● **INSTRUCTIONS TO FOLLOW**
Go through the data line by line. Copy each one holding the string "switch".

RECORDS: Begin

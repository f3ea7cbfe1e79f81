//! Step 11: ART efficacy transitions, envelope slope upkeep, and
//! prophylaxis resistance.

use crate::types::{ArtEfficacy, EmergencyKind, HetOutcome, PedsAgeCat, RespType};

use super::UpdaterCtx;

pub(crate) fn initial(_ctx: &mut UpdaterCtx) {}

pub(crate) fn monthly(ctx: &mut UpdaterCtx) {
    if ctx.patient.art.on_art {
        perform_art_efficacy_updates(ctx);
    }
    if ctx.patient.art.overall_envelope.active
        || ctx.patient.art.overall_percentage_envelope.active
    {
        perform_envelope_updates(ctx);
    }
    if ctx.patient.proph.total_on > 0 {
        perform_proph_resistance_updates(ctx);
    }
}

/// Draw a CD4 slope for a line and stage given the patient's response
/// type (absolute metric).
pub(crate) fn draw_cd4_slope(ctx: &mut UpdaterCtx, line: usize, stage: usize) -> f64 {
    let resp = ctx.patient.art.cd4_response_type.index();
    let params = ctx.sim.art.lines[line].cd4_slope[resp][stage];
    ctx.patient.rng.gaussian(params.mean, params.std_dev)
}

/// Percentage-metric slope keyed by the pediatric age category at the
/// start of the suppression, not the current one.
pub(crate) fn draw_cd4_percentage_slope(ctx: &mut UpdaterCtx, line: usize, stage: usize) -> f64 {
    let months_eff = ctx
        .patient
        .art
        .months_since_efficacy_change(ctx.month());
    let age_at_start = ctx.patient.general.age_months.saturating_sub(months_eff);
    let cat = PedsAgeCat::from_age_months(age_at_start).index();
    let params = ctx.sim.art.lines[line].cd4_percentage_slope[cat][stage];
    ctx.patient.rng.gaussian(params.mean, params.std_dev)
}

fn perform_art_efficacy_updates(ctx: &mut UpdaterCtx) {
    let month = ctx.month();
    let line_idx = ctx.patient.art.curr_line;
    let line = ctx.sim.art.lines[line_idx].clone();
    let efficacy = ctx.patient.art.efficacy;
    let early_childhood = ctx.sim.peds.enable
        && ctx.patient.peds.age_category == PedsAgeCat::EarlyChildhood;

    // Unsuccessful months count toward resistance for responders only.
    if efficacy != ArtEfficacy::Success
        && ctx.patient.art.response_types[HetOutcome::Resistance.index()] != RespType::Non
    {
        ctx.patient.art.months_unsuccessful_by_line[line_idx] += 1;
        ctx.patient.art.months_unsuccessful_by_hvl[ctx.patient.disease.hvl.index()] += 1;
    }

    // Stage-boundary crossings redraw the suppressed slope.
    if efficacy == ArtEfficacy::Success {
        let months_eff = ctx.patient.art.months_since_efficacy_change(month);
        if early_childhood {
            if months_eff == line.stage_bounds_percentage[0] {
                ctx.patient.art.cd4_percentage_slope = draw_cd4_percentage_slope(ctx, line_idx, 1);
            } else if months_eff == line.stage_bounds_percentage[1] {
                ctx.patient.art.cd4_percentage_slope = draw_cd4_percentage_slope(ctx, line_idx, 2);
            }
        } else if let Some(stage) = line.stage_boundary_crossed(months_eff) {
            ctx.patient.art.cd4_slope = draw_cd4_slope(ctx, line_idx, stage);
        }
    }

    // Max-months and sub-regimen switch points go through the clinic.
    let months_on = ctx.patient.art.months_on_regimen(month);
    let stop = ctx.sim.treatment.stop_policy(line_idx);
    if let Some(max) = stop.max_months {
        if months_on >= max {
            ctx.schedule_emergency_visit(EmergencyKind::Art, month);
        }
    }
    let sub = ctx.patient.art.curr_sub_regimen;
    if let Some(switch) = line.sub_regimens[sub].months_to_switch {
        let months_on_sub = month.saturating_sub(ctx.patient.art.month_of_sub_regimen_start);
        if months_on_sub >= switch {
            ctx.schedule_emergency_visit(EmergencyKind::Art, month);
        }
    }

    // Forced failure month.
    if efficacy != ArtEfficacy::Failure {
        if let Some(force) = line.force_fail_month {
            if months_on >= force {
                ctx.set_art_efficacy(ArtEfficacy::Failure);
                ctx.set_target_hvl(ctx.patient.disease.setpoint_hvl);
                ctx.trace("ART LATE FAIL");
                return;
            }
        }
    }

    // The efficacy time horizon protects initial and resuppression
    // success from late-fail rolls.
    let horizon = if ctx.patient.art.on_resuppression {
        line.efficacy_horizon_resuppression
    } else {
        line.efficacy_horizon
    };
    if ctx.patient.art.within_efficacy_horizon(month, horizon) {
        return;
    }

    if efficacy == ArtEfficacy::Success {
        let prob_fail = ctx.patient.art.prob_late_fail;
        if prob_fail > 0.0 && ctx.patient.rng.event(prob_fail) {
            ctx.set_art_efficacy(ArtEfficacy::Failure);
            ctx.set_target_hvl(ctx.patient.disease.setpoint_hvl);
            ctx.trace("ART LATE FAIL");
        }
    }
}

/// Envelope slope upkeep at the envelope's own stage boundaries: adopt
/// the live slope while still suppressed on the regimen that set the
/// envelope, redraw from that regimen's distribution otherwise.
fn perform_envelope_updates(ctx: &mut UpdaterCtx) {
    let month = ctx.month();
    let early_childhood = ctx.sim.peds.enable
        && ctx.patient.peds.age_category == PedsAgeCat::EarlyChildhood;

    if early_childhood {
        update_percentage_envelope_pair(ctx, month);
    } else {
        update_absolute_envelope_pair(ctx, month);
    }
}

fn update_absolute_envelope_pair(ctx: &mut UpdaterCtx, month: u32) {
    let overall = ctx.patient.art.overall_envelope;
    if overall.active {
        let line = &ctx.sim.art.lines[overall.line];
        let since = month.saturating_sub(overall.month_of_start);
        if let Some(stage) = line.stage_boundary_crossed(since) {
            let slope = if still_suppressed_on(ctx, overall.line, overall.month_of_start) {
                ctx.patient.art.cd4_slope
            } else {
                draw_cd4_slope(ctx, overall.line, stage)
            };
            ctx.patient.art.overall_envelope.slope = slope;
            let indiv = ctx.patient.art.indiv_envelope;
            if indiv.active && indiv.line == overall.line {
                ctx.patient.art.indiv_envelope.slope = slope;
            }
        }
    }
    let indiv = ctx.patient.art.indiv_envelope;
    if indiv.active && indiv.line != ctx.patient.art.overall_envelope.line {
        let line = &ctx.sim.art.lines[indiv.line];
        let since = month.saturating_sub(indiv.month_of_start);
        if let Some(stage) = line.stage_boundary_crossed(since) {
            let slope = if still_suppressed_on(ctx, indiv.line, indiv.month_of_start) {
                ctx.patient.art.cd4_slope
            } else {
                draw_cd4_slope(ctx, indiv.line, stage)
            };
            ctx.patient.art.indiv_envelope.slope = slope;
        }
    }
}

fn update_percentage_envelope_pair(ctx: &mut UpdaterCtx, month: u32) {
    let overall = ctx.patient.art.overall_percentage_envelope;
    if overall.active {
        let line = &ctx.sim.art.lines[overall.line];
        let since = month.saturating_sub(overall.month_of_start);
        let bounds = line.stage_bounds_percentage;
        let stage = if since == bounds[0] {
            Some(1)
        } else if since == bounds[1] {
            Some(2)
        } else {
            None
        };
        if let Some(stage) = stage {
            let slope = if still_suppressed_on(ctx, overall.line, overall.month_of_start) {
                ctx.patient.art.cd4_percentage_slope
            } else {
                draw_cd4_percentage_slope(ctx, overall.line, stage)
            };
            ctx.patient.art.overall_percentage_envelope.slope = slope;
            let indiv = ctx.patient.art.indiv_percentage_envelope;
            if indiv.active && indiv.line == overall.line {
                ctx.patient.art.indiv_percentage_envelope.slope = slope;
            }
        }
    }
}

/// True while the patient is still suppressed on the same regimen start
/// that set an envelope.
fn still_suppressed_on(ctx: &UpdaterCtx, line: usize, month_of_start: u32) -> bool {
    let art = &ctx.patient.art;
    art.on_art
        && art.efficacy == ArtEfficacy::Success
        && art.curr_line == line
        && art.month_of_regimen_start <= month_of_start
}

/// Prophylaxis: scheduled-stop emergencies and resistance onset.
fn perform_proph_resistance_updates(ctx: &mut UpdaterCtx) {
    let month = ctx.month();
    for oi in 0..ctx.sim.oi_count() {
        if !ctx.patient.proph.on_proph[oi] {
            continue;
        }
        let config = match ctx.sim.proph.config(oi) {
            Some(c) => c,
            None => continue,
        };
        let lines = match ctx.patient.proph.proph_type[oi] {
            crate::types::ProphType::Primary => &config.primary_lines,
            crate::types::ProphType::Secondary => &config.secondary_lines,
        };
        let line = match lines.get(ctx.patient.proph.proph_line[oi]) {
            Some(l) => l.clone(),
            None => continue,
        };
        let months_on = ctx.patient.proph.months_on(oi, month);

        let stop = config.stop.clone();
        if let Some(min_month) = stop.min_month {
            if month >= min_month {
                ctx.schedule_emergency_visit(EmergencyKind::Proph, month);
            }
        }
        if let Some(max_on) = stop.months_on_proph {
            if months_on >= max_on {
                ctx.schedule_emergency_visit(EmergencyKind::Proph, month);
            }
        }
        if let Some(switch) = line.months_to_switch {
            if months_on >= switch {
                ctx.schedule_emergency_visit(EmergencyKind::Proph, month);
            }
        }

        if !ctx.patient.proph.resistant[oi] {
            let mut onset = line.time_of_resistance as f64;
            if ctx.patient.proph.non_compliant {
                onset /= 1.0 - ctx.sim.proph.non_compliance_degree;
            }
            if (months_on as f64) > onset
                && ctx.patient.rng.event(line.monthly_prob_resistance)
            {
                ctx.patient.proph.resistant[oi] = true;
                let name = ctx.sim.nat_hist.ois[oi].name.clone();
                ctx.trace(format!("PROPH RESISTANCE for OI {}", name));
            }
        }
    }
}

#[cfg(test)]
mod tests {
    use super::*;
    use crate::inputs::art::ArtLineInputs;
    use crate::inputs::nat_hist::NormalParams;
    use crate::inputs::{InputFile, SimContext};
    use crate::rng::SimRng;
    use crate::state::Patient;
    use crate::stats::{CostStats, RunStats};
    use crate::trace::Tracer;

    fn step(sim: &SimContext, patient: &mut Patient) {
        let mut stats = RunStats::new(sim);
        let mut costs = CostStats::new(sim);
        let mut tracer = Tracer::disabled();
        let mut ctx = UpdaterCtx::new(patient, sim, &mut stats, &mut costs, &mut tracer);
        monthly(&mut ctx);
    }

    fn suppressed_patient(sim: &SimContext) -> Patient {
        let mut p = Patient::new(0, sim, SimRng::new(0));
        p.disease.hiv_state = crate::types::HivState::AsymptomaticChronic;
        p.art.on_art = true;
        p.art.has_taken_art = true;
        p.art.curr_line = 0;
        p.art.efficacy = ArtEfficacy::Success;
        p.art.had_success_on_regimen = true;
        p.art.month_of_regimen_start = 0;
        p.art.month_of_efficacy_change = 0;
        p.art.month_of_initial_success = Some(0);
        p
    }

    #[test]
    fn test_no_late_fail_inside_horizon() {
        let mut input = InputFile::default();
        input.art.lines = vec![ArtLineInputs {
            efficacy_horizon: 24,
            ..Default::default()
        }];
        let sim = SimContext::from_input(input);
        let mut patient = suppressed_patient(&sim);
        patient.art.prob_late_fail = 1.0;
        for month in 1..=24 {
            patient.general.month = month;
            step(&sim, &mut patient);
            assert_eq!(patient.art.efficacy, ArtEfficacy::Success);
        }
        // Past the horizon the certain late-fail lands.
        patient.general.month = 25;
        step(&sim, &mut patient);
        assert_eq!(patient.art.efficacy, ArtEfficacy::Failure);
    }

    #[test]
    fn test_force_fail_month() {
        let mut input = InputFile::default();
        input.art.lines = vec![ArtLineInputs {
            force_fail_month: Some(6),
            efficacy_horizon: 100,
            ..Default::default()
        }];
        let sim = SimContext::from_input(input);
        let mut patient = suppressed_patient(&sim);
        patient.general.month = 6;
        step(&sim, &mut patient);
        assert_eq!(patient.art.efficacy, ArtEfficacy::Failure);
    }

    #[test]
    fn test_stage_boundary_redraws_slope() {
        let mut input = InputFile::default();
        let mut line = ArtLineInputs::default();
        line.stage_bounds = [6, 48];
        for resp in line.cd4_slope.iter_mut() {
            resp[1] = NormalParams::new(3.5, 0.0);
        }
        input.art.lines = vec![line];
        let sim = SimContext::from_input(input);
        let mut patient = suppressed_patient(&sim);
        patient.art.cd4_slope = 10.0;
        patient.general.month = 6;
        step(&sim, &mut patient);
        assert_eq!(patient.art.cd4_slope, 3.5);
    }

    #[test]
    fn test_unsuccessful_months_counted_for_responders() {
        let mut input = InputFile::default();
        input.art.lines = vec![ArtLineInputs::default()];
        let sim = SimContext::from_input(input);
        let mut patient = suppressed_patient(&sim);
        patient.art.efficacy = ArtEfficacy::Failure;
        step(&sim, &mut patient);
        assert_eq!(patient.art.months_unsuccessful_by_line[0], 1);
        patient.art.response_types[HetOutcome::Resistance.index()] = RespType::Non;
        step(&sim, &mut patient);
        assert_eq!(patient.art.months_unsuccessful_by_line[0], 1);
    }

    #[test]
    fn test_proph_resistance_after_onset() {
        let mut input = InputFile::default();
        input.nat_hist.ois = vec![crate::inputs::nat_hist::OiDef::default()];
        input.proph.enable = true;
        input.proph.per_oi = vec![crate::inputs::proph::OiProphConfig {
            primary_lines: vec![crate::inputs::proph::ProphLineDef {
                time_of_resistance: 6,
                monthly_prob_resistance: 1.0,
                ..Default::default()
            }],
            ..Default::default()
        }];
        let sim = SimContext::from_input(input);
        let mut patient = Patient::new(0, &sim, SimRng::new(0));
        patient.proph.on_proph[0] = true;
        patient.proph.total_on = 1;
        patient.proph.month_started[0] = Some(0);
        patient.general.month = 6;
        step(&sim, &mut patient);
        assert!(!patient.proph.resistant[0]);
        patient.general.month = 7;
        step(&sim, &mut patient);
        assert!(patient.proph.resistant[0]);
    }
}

RECORDS: End

● **YOUR SOLUTION**
    // Max-months and sub-regimen switch points go through the clinic.
    if let Some(switch) = line.sub_regimens[sub].months_to_switch {
        if months_on_sub >= switch {
        if let Some(switch) = line.months_to_switch {
            if months_on >= switch {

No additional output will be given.